What needs to be done. Each line of the entries below that includes "actual" belongs in your answer.

Input data.
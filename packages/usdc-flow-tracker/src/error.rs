//! Error taxonomy shared by pollers, the orchestrator and the stores.
//!
//! Poll failures are data, not Rust errors: a [`PollError`] is persisted inside
//! `ChainStatus` and rendered to API callers, so it carries the classification
//! fields a UI needs (`category`, `is_recoverable`, `recovery_action`).
//! Library failures that callers handle in code use `thiserror` enums.

use std::fmt;

use serde::{Deserialize, Serialize};

use crate::types::FlowPollingStatus;

/// Coarse origin of a failure, derived from its message.
#[derive(Debug, Clone, Copy, PartialEq, Eq, Serialize, Deserialize)]
#[serde(rename_all = "snake_case")]
pub enum ErrorCategory {
    Network,
    Rpc,
    Unknown,
}

/// What the caller should do next.
#[derive(Debug, Clone, Copy, PartialEq, Eq, Serialize, Deserialize)]
#[serde(rename_all = "snake_case")]
pub enum RecoveryAction {
    Retry,
    CheckConnection,
    CheckRpcStatus,
    ContactSupport,
    None,
}

/// Which non-success status a poll failure maps to.
#[derive(Debug, Clone, Copy, PartialEq, Eq, Serialize, Deserialize)]
#[serde(rename_all = "snake_case")]
pub enum PollErrorKind {
    TxError,
    PollingError,
    PollingTimeout,
    UserActionRequired,
}

impl PollErrorKind {
    pub fn flow_status(&self) -> FlowPollingStatus {
        match self {
            PollErrorKind::TxError => FlowPollingStatus::TxError,
            PollErrorKind::PollingError => FlowPollingStatus::PollingError,
            PollErrorKind::PollingTimeout => FlowPollingStatus::PollingTimeout,
            PollErrorKind::UserActionRequired => FlowPollingStatus::UserActionRequired,
        }
    }
}

/// Structured failure attached to a chain (and, when flow-fatal, to the flow).
#[derive(Debug, Clone, PartialEq, Eq, Serialize, Deserialize)]
pub struct PollError {
    pub kind: PollErrorKind,
    pub error_type: String,
    pub message: String,
    #[serde(default, skip_serializing_if = "Option::is_none")]
    pub code: Option<String>,
    pub category: ErrorCategory,
    pub is_recoverable: bool,
    pub recovery_action: RecoveryAction,
}

pub const CANCELLED_MESSAGE: &str = "cancelled";

impl PollError {
    /// The chain rejected or reverted the transaction.
    pub fn tx_error(error_type: impl Into<String>, message: impl Into<String>) -> Self {
        Self {
            kind: PollErrorKind::TxError,
            error_type: error_type.into(),
            message: message.into(),
            code: None,
            category: ErrorCategory::Unknown,
            is_recoverable: false,
            recovery_action: RecoveryAction::ContactSupport,
        }
    }

    /// A failure of the tracker itself (RPC, decoding, bookkeeping).
    /// Category and recovery action are derived from the message text.
    pub fn polling(error_type: impl Into<String>, message: impl fmt::Display) -> Self {
        let message = message.to_string();
        let (category, recovery_action) = classify_error(&message);
        Self {
            kind: PollErrorKind::PollingError,
            error_type: error_type.into(),
            message,
            code: None,
            category,
            is_recoverable: true,
            recovery_action,
        }
    }

    /// A binary payload could not be decoded. The decoder message is kept verbatim.
    pub fn decode(err: &DecodeError) -> Self {
        Self {
            kind: PollErrorKind::PollingError,
            error_type: "decode_error".to_string(),
            message: err.to_string(),
            code: None,
            category: ErrorCategory::Unknown,
            is_recoverable: false,
            recovery_action: RecoveryAction::ContactSupport,
        }
    }

    pub fn timeout(message: impl Into<String>) -> Self {
        Self {
            kind: PollErrorKind::PollingTimeout,
            error_type: "polling_timeout".to_string(),
            message: message.into(),
            code: None,
            category: ErrorCategory::Unknown,
            is_recoverable: true,
            recovery_action: RecoveryAction::Retry,
        }
    }

    pub fn cancelled() -> Self {
        Self {
            kind: PollErrorKind::PollingError,
            error_type: "cancelled".to_string(),
            message: CANCELLED_MESSAGE.to_string(),
            code: None,
            category: ErrorCategory::Unknown,
            is_recoverable: true,
            recovery_action: RecoveryAction::Retry,
        }
    }

    /// Progress is blocked on an out-of-band action by the user.
    pub fn user_action(error_type: impl Into<String>, message: impl Into<String>) -> Self {
        Self {
            kind: PollErrorKind::UserActionRequired,
            error_type: error_type.into(),
            message: message.into(),
            code: None,
            category: ErrorCategory::Unknown,
            is_recoverable: true,
            recovery_action: RecoveryAction::None,
        }
    }

    pub fn with_code(mut self, code: impl Into<String>) -> Self {
        self.code = Some(code.into());
        self
    }

    pub fn is_cancelled(&self) -> bool {
        self.kind == PollErrorKind::PollingError && self.message == CANCELLED_MESSAGE
    }
}

impl fmt::Display for PollError {
    fn fmt(&self, f: &mut fmt::Formatter<'_>) -> fmt::Result {
        write!(f, "{}: {}", self.error_type, self.message)
    }
}

/// Classify an error message into a category and a recovery hint.
///
/// Connection-level failures come first so that "rpc connection refused" is a
/// network problem rather than an RPC one.
pub fn classify_error(message: &str) -> (ErrorCategory, RecoveryAction) {
    let msg = message.to_lowercase();

    let network = [
        "timeout",
        "timed out",
        "connection refused",
        "connection reset",
        "connection closed",
        "dns",
        "error sending request",
        "network",
        "broken pipe",
    ];
    if network.iter().any(|p| msg.contains(p)) {
        return (ErrorCategory::Network, RecoveryAction::CheckConnection);
    }

    if msg.contains("rate limit") || msg.contains("429") || msg.contains("too many requests") {
        return (ErrorCategory::Rpc, RecoveryAction::Retry);
    }

    let rpc = [
        "rpc",
        "jsonrpc",
        "503",
        "502",
        "500",
        "internal error",
        "header not found",
        "block range",
        "query returned more than",
    ];
    if rpc.iter().any(|p| msg.contains(p)) {
        return (ErrorCategory::Rpc, RecoveryAction::CheckRpcStatus);
    }

    (ErrorCategory::Unknown, RecoveryAction::Retry)
}

// ============================================================================
// Library errors
// ============================================================================

/// Failure decoding a CCTP binary payload.
#[derive(Debug, Clone, PartialEq, Eq, thiserror::Error)]
pub enum DecodeError {
    #[error("{what} too short: expected at least {expected} bytes, got {actual}")]
    TooShort {
        what: &'static str,
        expected: usize,
        actual: usize,
    },

    #[error("ABI offset {offset} is outside payload of {len} bytes")]
    OffsetOutOfBounds { offset: usize, len: usize },

    #[error("ABI bytes payload is empty")]
    EmptyPayload,

    #[error("ABI bytes length {length} at offset {offset} exceeds payload of {len} bytes")]
    LengthOutOfBounds {
        offset: usize,
        length: usize,
        len: usize,
    },

    #[error("invalid hex: {0}")]
    InvalidHex(String),

    #[error("invalid base64: {0}")]
    InvalidBase64(String),
}

/// Failure of an orchestrator operation (not of the polled flow itself).
#[derive(Debug, thiserror::Error)]
pub enum OrchestratorError {
    #[error("flow {0} not found")]
    NotFound(String),

    #[error("cannot {operation} flow {tx_id} in status {status}")]
    InvalidTransition {
        tx_id: String,
        status: FlowPollingStatus,
        operation: &'static str,
    },

    #[error("flow {0} is already being polled")]
    AlreadyRunning(String),

    #[error(transparent)]
    Store(#[from] StoreError),
}

/// Failure of the persistence layer.
#[derive(Debug, thiserror::Error)]
pub enum StoreError {
    #[error("failed to serialize polling state: {0}")]
    Serialize(#[from] serde_json::Error),

    #[error("database error: {0}")]
    Database(#[from] sqlx::Error),

    #[error("database migration failed: {0}")]
    Migration(#[from] sqlx::migrate::MigrateError),
}

#[cfg(test)]
mod tests {
    use super::*;

    #[test]
    fn test_classify_network_errors() {
        let (category, action) = classify_error("error sending request: connection refused");
        assert_eq!(category, ErrorCategory::Network);
        assert_eq!(action, RecoveryAction::CheckConnection);

        let (category, _) = classify_error("operation timed out");
        assert_eq!(category, ErrorCategory::Network);
    }

    #[test]
    fn test_classify_rpc_errors() {
        let (category, action) = classify_error("RPC error: -32000 header not found");
        assert_eq!(category, ErrorCategory::Rpc);
        assert_eq!(action, RecoveryAction::CheckRpcStatus);

        let (category, action) = classify_error("HTTP 429 Too Many Requests");
        assert_eq!(category, ErrorCategory::Rpc);
        assert_eq!(action, RecoveryAction::Retry);
    }

    #[test]
    fn test_classify_unknown() {
        let (category, action) = classify_error("something odd happened");
        assert_eq!(category, ErrorCategory::Unknown);
        assert_eq!(action, RecoveryAction::Retry);
    }

    #[test]
    fn test_decode_error_message_preserved() {
        let err = DecodeError::TooShort {
            what: "message",
            expected: 116,
            actual: 10,
        };
        let poll = PollError::decode(&err);
        assert_eq!(poll.kind, PollErrorKind::PollingError);
        assert_eq!(
            poll.message,
            "message too short: expected at least 116 bytes, got 10"
        );
        assert!(!poll.is_recoverable);
    }

    #[test]
    fn test_cancelled_error() {
        let err = PollError::cancelled();
        assert!(err.is_cancelled());
        assert!(!PollError::polling("rpc_error", "boom").is_cancelled());
    }

    #[test]
    fn test_poll_error_serializes_snake_case() {
        let err = PollError::user_action("forwarding_not_registered", "register it")
            .with_code("noble_forwarding");
        let json = serde_json::to_value(&err).unwrap();
        assert_eq!(json["kind"], "user_action_required");
        assert_eq!(json["recovery_action"], "none");
        assert_eq!(json["code"], "noble_forwarding");
    }
}
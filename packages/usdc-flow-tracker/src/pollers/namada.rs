//! Namada poller
//!
//! Namada reports transaction outcomes and IBC events through `block_results`
//! rather than `tx_search`, so every height is read whole.

use std::sync::Arc;

use tracing::{info, warn};

use crate::error::PollError;
use crate::hash::{normalize_hex, parse_bytes32};
use crate::pollers::ibc::{find_packet, PacketEvent, RECV_PACKET, SEND_PACKET, WRITE_ACKNOWLEDGEMENT};
use crate::pollers::scan::HeightScanner;
use crate::pollers::{PollContext, PollParams, PollResult, PollerDeps, Progress};
use crate::rpc::{CosmosRpc, CosmosTx, HeightQuery};
use crate::types::{stages, ChainKey, FlowPosition};

pub const TX_APPLIED_EVENT: &str = "tx/applied";

#[derive(Debug, Clone)]
pub struct NamadaPollerConfig {
    /// Channel on Noble towards Namada.
    pub noble_to_namada_channel: String,
    /// Channel on Namada towards Noble.
    pub namada_to_noble_channel: String,
    pub lookback_heights: u64,
    pub max_heights_per_pass: u64,
}

pub struct NamadaPoller {
    rpc: Arc<dyn CosmosRpc>,
    deps: Arc<PollerDeps>,
    config: NamadaPollerConfig,
}

/// Outcome of a `tx/applied` event.
#[derive(Debug, Clone, PartialEq, Eq)]
struct AppliedTx {
    code: u64,
}

impl NamadaPoller {
    pub fn new(rpc: Arc<dyn CosmosRpc>, deps: Arc<PollerDeps>, config: NamadaPollerConfig) -> Self {
        Self { rpc, deps, config }
    }

    pub async fn poll(&self, params: PollParams) -> PollResult {
        let mut progress = Progress::default();
        let outcome = match params.flow_type.position_of(ChainKey::Namada) {
            FlowPosition::Destination => self.poll_receive(&params, &mut progress).await,
            FlowPosition::Source => self.poll_send(&params, &mut progress).await,
            FlowPosition::Intermediate => Err(PollError::polling(
                "unsupported_position",
                "Namada is never an intermediate chain",
            )),
        };
        if let Err(e) = &outcome {
            warn!(flow_id = %params.flow_id, chain = "namada", error = %e, "Namada poll ended without success");
        }
        progress.finish(outcome)
    }

    fn scanner(&self) -> HeightScanner<'_> {
        HeightScanner {
            rpc: self.rpc.as_ref(),
            query: HeightQuery::BlockResults,
            max_heights_per_pass: self.config.max_heights_per_pass,
        }
    }

    async fn start_height(&self, ctx: &PollContext<'_>, params: &PollParams) -> Result<u64, PollError> {
        match params.chain_params.start_block.or(params.metadata.namada_start_height) {
            Some(height) => Ok(height),
            None => self.scanner().default_start(ctx, self.config.lookback_heights).await,
        }
    }

    async fn record_block(&self, params: &PollParams, progress: &mut Progress, height: u64, tx_hash: Option<String>) {
        let block = self
            .deps
            .blocks
            .resolve(self.rpc.as_ref(), Some(height).into(), tx_hash, &params.cancel)
            .await;
        progress.details.extend(block.into_details());
    }

    // ========================================================================
    // Deposit destination: IBC receipt
    // ========================================================================

    async fn poll_receive(&self, params: &PollParams, progress: &mut Progress) -> Result<(), PollError> {
        let ctx = PollContext::new(params, &self.deps.retry);
        let Some(sequence) = params.metadata.packet_sequence else {
            return Err(PollError::polling(
                "missing_metadata",
                "deposit tracking on Namada needs the IBC packet sequence",
            ));
        };
        let src = self.config.noble_to_namada_channel.as_str();
        let dst = self.config.namada_to_noble_channel.as_str();
        let start = self.start_height(&ctx, params).await?;

        let ((), height) = self
            .scanner()
            .find(&ctx, start, |_, txs| match_receipt(txs, sequence, src, dst))
            .await?;

        progress.found = true;
        progress.metadata.ibc_channel = Some(src.to_string());
        progress.detail("receive_height", height);
        self.record_block(params, progress, height, None).await;
        progress.stage(stages::NAMADA_RECEIVED, None);
        info!(flow_id = %params.flow_id, height, sequence, "Namada received IBC transfer");
        Ok(())
    }

    // ========================================================================
    // Payment source: applied tx + IBC send
    // ========================================================================

    async fn poll_send(&self, params: &PollParams, progress: &mut Progress) -> Result<(), PollError> {
        let ctx = PollContext::new(params, &self.deps.retry);
        let metadata = &params.metadata;

        let tx_hash = params
            .chain_params
            .tx_hash
            .clone()
            .or_else(|| metadata.source_tx_hash.clone())
            .unwrap_or_else(|| params.flow_id.clone());
        parse_bytes32(&tx_hash).map_err(|e| PollError::decode(&e))?;
        let wanted = normalize_hex(&tx_hash);
        let start = self.start_height(&ctx, params).await?;

        let (applied, height) = self
            .scanner()
            .find(&ctx, start, |_, txs| find_applied(txs, &wanted))
            .await?;

        progress.found = true;
        progress.metadata.source_tx_hash = Some(tx_hash.clone());
        progress.detail("tx_height", height);
        if applied.code != 0 {
            return Err(PollError::tx_error(
                "transaction_failed",
                format!("Namada transaction {} failed with code {}", tx_hash, applied.code),
            )
            .with_code(applied.code.to_string()));
        }

        // The IBC send is part of the applied tx, so it lands in the same block.
        ctx.check()?;
        let txs = ctx
            .call("events_at", || self.rpc.events_at(height, HeightQuery::BlockResults))
            .await?;
        let channel = self.config.namada_to_noble_channel.as_str();
        let Some((sequence, _)) = find_packet(&txs, SEND_PACKET, |p| {
            p.on_channels(channel, None) && p.transfers(metadata.sender.as_deref(), None, metadata.amount)
        }) else {
            return Err(PollError::polling(
                "packet_not_found",
                format!("no send_packet on {} at height {} for {}", channel, height, tx_hash),
            ));
        };

        progress.metadata.packet_sequence = Some(sequence);
        progress.metadata.ibc_channel = Some(channel.to_string());
        self.record_block(params, progress, height, Some(tx_hash.clone())).await;
        progress.stage(stages::NAMADA_SENT, Some(tx_hash));
        info!(flow_id = %params.flow_id, height, sequence, "Namada IBC send confirmed");
        Ok(())
    }
}

/// `Some(())` when the packet was received; a failed acknowledgement is a tx error.
fn match_receipt(txs: &[CosmosTx], sequence: u64, src: &str, dst: &str) -> Result<Option<()>, PollError> {
    let ours = |p: &PacketEvent| p.sequence == sequence && p.on_channels(src, Some(dst));

    for tx in txs.iter().filter(|t| t.code == 0) {
        let ack = tx
            .events_of(WRITE_ACKNOWLEDGEMENT)
            .filter_map(PacketEvent::parse)
            .find(|p| ours(p));
        if let Some(ack) = ack {
            if let Some(error) = ack.ack_error() {
                return Err(PollError::tx_error(
                    "ibc_ack_error",
                    format!("packet {} was rejected: {}", sequence, error),
                ));
            }
            return Ok(Some(()));
        }
        if tx.events_of(RECV_PACKET).filter_map(PacketEvent::parse).any(|p| ours(&p)) {
            return Ok(Some(()));
        }
    }
    Ok(None)
}

/// A matching event without a parseable `code` is an error, not a success.
fn find_applied(txs: &[CosmosTx], wanted: &str) -> Result<Option<AppliedTx>, PollError> {
    txs.iter()
        .flat_map(|tx| tx.events_of(TX_APPLIED_EVENT))
        .find(|e| e.attr("hash").is_some_and(|h| normalize_hex(&h) == wanted))
        .map(|e| match e.attr_u64("code") {
            Some(code) => Ok(AppliedTx { code }),
            None => Err(PollError::polling(
                "malformed_tx_applied",
                format!("tx/applied for {} has no readable code", wanted),
            )),
        })
        .transpose()
}
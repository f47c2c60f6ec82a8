//! Persisted polling state for one tracked transaction.

use std::collections::BTreeMap;

use chrono::{DateTime, Utc};
use serde::{Deserialize, Serialize};

use crate::error::{PollError, PollErrorKind};
use crate::metadata::FlowMetadata;
use crate::types::{ChainKey, ChainStage, ChainStatusValue, FlowPollingStatus, FlowType};

/// Status of one chain within a flow.
#[derive(Debug, Clone, PartialEq, Serialize, Deserialize)]
pub struct ChainStatus {
    pub status: ChainStatusValue,
    #[serde(default, skip_serializing_if = "Option::is_none")]
    pub error: Option<PollError>,
    #[serde(default, skip_serializing_if = "Option::is_none")]
    pub error_at: Option<DateTime<Utc>>,
    #[serde(default, skip_serializing_if = "Option::is_none")]
    pub timeout_at: Option<DateTime<Utc>>,
    #[serde(default, skip_serializing_if = "Option::is_none")]
    pub completed_at: Option<DateTime<Utc>>,
    #[serde(default)]
    pub completed_stages: Vec<String>,
    #[serde(default)]
    pub stages: Vec<ChainStage>,
    #[serde(default)]
    pub retry_count: u32,
    /// Chain-local details (block height, timestamp, event tx hash).
    #[serde(default)]
    pub metadata: BTreeMap<String, serde_json::Value>,
}

impl Default for ChainStatus {
    fn default() -> Self {
        Self::pending()
    }
}

impl ChainStatus {
    pub fn pending() -> Self {
        Self {
            status: ChainStatusValue::Pending,
            error: None,
            error_at: None,
            timeout_at: None,
            completed_at: None,
            completed_stages: Vec::new(),
            stages: Vec::new(),
            retry_count: 0,
            metadata: BTreeMap::new(),
        }
    }

    pub fn is_success(&self) -> bool {
        self.status == ChainStatusValue::Success
    }

    /// Append stages not already recorded.
    pub fn add_stages(&mut self, stages: Vec<ChainStage>) {
        for stage in stages {
            if !self.completed_stages.contains(&stage.stage) {
                self.completed_stages.push(stage.stage.clone());
                self.stages.push(stage);
            }
        }
    }

    pub fn record_success(&mut self, now: DateTime<Utc>) {
        self.status = ChainStatusValue::Success;
        self.completed_at = Some(now);
        self.error = None;
        self.error_at = None;
        self.timeout_at = None;
    }

    pub fn record_failure(&mut self, error: PollError, now: DateTime<Utc>) {
        self.status = match error.kind {
            PollErrorKind::TxError => ChainStatusValue::TxError,
            PollErrorKind::PollingError => ChainStatusValue::PollingError,
            PollErrorKind::PollingTimeout => {
                self.timeout_at = Some(now);
                ChainStatusValue::PollingTimeout
            }
            PollErrorKind::UserActionRequired => ChainStatusValue::UserActionRequired,
        };
        self.error = Some(error);
        self.error_at = Some(now);
    }

    /// Back to pending without touching stages or details.
    pub fn clear_error(&mut self) {
        self.status = ChainStatusValue::Pending;
        self.error = None;
        self.error_at = None;
        self.timeout_at = None;
    }

    /// Clear failure fields ahead of a retry.
    pub fn reset_error(&mut self) {
        self.clear_error();
        self.retry_count += 1;
    }
}

/// Caller-supplied overrides for polling one chain.
#[derive(Debug, Clone, Default, PartialEq, Eq, Serialize, Deserialize)]
#[serde(default)]
pub struct ChainPollParams {
    /// Transaction to inspect on this chain (source chains only).
    #[serde(skip_serializing_if = "Option::is_none")]
    pub tx_hash: Option<String>,
    /// First block or height to scan.
    #[serde(skip_serializing_if = "Option::is_none")]
    pub start_block: Option<u64>,
    #[serde(skip_serializing_if = "Option::is_none")]
    pub timeout_ms: Option<u64>,
    #[serde(skip_serializing_if = "Option::is_none")]
    pub interval_ms: Option<u64>,
}

/// Request to begin tracking a submitted transaction.
#[derive(Debug, Clone, PartialEq, Serialize, Deserialize)]
pub struct TrackRequest {
    pub tx_id: String,
    pub flow_type: FlowType,
    #[serde(default)]
    pub metadata: FlowMetadata,
    #[serde(default)]
    pub chain_params: BTreeMap<ChainKey, ChainPollParams>,
    /// Overrides the configured flow timeout.
    #[serde(default, skip_serializing_if = "Option::is_none")]
    pub timeout_secs: Option<u64>,
}

/// Everything needed to resume polling a flow after a restart.
#[derive(Debug, Clone, PartialEq, Serialize, Deserialize)]
pub struct PollingState {
    pub tx_id: String,
    pub flow_type: FlowType,
    pub flow_status: FlowPollingStatus,
    pub chain_status: BTreeMap<ChainKey, ChainStatus>,
    #[serde(default, skip_serializing_if = "Option::is_none")]
    pub latest_completed_stage: Option<String>,
    #[serde(default, skip_serializing_if = "Option::is_none")]
    pub current_chain: Option<ChainKey>,
    pub metadata: FlowMetadata,
    #[serde(default)]
    pub chain_params: BTreeMap<ChainKey, ChainPollParams>,
    pub deadline: DateTime<Utc>,
    #[serde(default, skip_serializing_if = "Option::is_none")]
    pub error: Option<PollError>,
    pub started_at: DateTime<Utc>,
    pub last_updated_at: DateTime<Utc>,
    pub last_active_at: DateTime<Utc>,
}

impl PollingState {
    pub fn new(request: TrackRequest, deadline: DateTime<Utc>, now: DateTime<Utc>) -> Self {
        let chain_status = request
            .flow_type
            .chain_order()
            .into_iter()
            .map(|chain| (chain, ChainStatus::pending()))
            .collect();

        Self {
            tx_id: request.tx_id,
            flow_type: request.flow_type,
            flow_status: FlowPollingStatus::Pending,
            chain_status,
            latest_completed_stage: None,
            current_chain: None,
            metadata: request.metadata,
            chain_params: request.chain_params,
            deadline,
            error: None,
            started_at: now,
            last_updated_at: now,
            last_active_at: now,
        }
    }

    /// First chain in flow order that has not succeeded.
    pub fn next_chain(&self) -> Option<ChainKey> {
        self.flow_type
            .chain_order()
            .into_iter()
            .find(|chain| !self.chain(*chain).is_some_and(ChainStatus::is_success))
    }

    pub fn chain(&self, chain: ChainKey) -> Option<&ChainStatus> {
        self.chain_status.get(&chain)
    }

    pub fn chain_mut(&mut self, chain: ChainKey) -> &mut ChainStatus {
        self.chain_status.entry(chain).or_default()
    }

    /// The first chain holding an error, in flow order.
    pub fn failed_chain(&self) -> Option<ChainKey> {
        self.flow_type
            .chain_order()
            .into_iter()
            .find(|chain| self.chain(*chain).is_some_and(|c| c.error.is_some()))
    }

    pub fn all_chains_succeeded(&self) -> bool {
        self.next_chain().is_none()
    }

    pub fn touch(&mut self, now: DateTime<Utc>) {
        self.last_updated_at = now;
        self.last_active_at = now;
    }

    /// Stages from every chain ordered by when they happened.
    pub fn stage_trail(&self) -> Vec<(ChainKey, ChainStage)> {
        let mut trail: Vec<(ChainKey, ChainStage)> = self
            .flow_type
            .chain_order()
            .into_iter()
            .filter_map(|chain| self.chain(chain).map(|status| (chain, status)))
            .flat_map(|(chain, status)| status.stages.iter().map(move |s| (chain, s.clone())))
            .collect();
        trail.sort_by_key(|(_, stage)| stage.occurred_at);
        trail
    }

    pub fn snapshot(&self) -> FlowSnapshot {
        FlowSnapshot {
            tx_id: self.tx_id.clone(),
            flow_type: self.flow_type,
            flow_status: self.flow_status,
            current_chain: self.current_chain,
            latest_completed_stage: self.latest_completed_stage.clone(),
            chain_status: self.chain_status.clone(),
            stages: self
                .stage_trail()
                .into_iter()
                .map(|(chain, stage)| TrailEntry { chain, stage })
                .collect(),
            metadata: self.metadata.clone(),
            error: self.error.clone(),
            deadline: self.deadline,
        }
    }
}

/// Read-only view handed to callers.
#[derive(Debug, Clone, PartialEq, Serialize, Deserialize)]
pub struct FlowSnapshot {
    pub tx_id: String,
    pub flow_type: FlowType,
    pub flow_status: FlowPollingStatus,
    pub current_chain: Option<ChainKey>,
    pub latest_completed_stage: Option<String>,
    pub chain_status: BTreeMap<ChainKey, ChainStatus>,
    pub stages: Vec<TrailEntry>,
    pub metadata: FlowMetadata,
    pub error: Option<PollError>,
    pub deadline: DateTime<Utc>,
}

#[derive(Debug, Clone, PartialEq, Serialize, Deserialize)]
pub struct TrailEntry {
    pub chain: ChainKey,
    #[serde(flatten)]
    pub stage: ChainStage,
}

#[cfg(test)]
mod tests {
    use super::*;
    use crate::types::stages;
    use chrono::Duration;

    fn request() -> TrackRequest {
        TrackRequest {
            tx_id: "0xdeadbeef".to_string(),
            flow_type: FlowType::Deposit,
            metadata: FlowMetadata {
                amount: Some(340_282_366_920_938_463_463_374_607_431_768_211_455),
                recipient: Some("tnam1qxyz".to_string()),
                ..Default::default()
            },
            chain_params: BTreeMap::new(),
            timeout_secs: None,
        }
    }

    #[test]
    fn test_new_state_has_pending_chains_in_order() {
        let now = Utc::now();
        let state = PollingState::new(request(), now + Duration::minutes(30), now);
        assert_eq!(state.chain_status.len(), 3);
        assert_eq!(state.next_chain(), Some(ChainKey::Evm));
        assert_eq!(state.flow_status, FlowPollingStatus::Pending);
    }

    #[test]
    fn test_polling_state_json_round_trip() {
        let now = Utc::now();
        let mut state = PollingState::new(request(), now + Duration::minutes(30), now);
        let evm = state.chain_mut(ChainKey::Evm);
        evm.add_stages(vec![ChainStage::confirmed(
            stages::EVM_BURN_CONFIRMED,
            Some("0x01".to_string()),
        )]);
        evm.record_success(now);
        evm.metadata
            .insert("block_height".to_string(), serde_json::json!(1000));
        state.chain_mut(ChainKey::Noble).record_failure(
            PollError::user_action("forwarding_not_registered", "register"),
            now,
        );

        let json = serde_json::to_string(&state).unwrap();
        assert!(json.contains("\"340282366920938463463374607431768211455\""));
        let back: PollingState = serde_json::from_str(&json).unwrap();
        assert_eq!(back, state);
        assert_eq!(back.next_chain(), Some(ChainKey::Noble));
        assert_eq!(back.failed_chain(), Some(ChainKey::Noble));
    }

    #[test]
    fn test_add_stages_is_idempotent() {
        let mut status = ChainStatus::pending();
        status.add_stages(vec![ChainStage::confirmed(stages::NOBLE_MINT_CONFIRMED, None)]);
        status.add_stages(vec![
            ChainStage::confirmed(stages::NOBLE_MINT_CONFIRMED, None),
            ChainStage::confirmed(stages::NOBLE_FORWARDED, None),
        ]);
        assert_eq!(
            status.completed_stages,
            vec![stages::NOBLE_MINT_CONFIRMED, stages::NOBLE_FORWARDED]
        );
        assert_eq!(status.stages.len(), 2);
    }

    #[test]
    fn test_reset_error_increments_retry_count() {
        let mut status = ChainStatus::pending();
        status.record_failure(PollError::timeout("deadline reached"), Utc::now());
        assert_eq!(status.status, ChainStatusValue::PollingTimeout);
        assert!(status.timeout_at.is_some());
        status.reset_error();
        assert_eq!(status.status, ChainStatusValue::Pending);
        assert!(status.error.is_none());
        assert_eq!(status.retry_count, 1);
    }

    #[test]
    fn test_stage_trail_sorted_by_time() {
        let now = Utc::now();
        let mut state = PollingState::new(request(), now + Duration::minutes(30), now);
        let mut late = ChainStage::confirmed(stages::NAMADA_RECEIVED, None);
        late.occurred_at = now + Duration::seconds(20);
        let mut early = ChainStage::confirmed(stages::EVM_BURN_CONFIRMED, None);
        early.occurred_at = now;
        state.chain_mut(ChainKey::Namada).add_stages(vec![late]);
        state.chain_mut(ChainKey::Evm).add_stages(vec![early]);

        let trail = state.stage_trail();
        assert_eq!(trail[0].0, ChainKey::Evm);
        assert_eq!(trail[1].1.stage, stages::NAMADA_RECEIVED);
    }
}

Solution.
    #[error("{what} too short: expected at least {expected} bytes, got {actual}")]
        actual: usize,
            actual: 10,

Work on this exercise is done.